While green IT is gaining a lot of attention and investment in the high-tech industry, the related concept of corporate social responsibility has only been tackled by a few of the largest software developers in the business.
But now CSR (corporate social responsibility) software, which gives enterprises tools for tracking the amount of resources, such as energy, they are consuming and the amount of greenhouse gases they are releasing into the atmosphere is getting a new twist from an early-phase startup.
CSRware is in the midst of developing software, expected to be available with a summer launch, which will enable companies with multiple data centers to both track their use of resources and identify consumption reduction opportunities.
Large and established vendors like IBM and Lawson Software, are among the few that offer CSR-based applications.
But there is a key difference in how CSRware is going to deliver this functionality. CSRware is utilizing a SAAS (software as a service) model to deliver a suite of Web-based software that, through a set of dashboards and a centralized repository for sustainability management processes, links data center emissions and resource utilization.
The company's founder, Karen Alonardo, has a strong background in IT-with 17 years running data centers at Electronic Arts and Critical Path-coupled with a Masters degree in Environmental Management.
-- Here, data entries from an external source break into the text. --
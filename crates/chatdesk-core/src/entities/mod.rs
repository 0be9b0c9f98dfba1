pub mod folders;
pub mod ids;
pub mod naming;

pub use folders::{Folder, FolderItem, IdRemap, LoadStatus};
pub use ids::{ApiKind, EntityId, FolderPath, IdParseError, Locality};

use serde::{Deserialize, Serialize};

/// Publication metadata carried by entities that came from (or went to) the public bucket.
#[derive(Debug, Clone, Default, PartialEq, Serialize, Deserialize)]
#[serde(rename_all = "camelCase")]
pub struct PublicationInfo {
    #[serde(default, skip_serializing_if = "Option::is_none")]
    pub version: Option<String>,
    #[serde(default, skip_serializing_if = "Option::is_none")]
    pub version_group: Option<EntityId>,
    #[serde(default, skip_serializing_if = "Option::is_none")]
    pub publication_url: Option<String>,
    /// Pending unpublish request exists for this entity.
    #[serde(default)]
    pub is_unpublishing: bool,
}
"My background is in high tech and I come from a hosted IT environment," said Alonardo. "After doing that for a long time-I went through the [dot-com] bubble and had a good time-I went back to graduate school. It dawned on me that there was no situation or technology around corporate social responsibility or sustainable management. There are a lot of smart people putting things together, but there was no way to get into the enterprise environment easily. CSR was always a public affairs issue, where people are writing reports."
What Alonardo realized is that in order for business and IT to really take corporate social responsibility seriously, CRS had to be positioned as a technology play and become more of a repeatable process.
At the same time many of the people who deal with corporate social responsibility issues (outside of IT) are not concerned with on-premise implementations of software. "Quite frankly a lot of CSR people are not technical; they actually prefer CSR as a service," she said.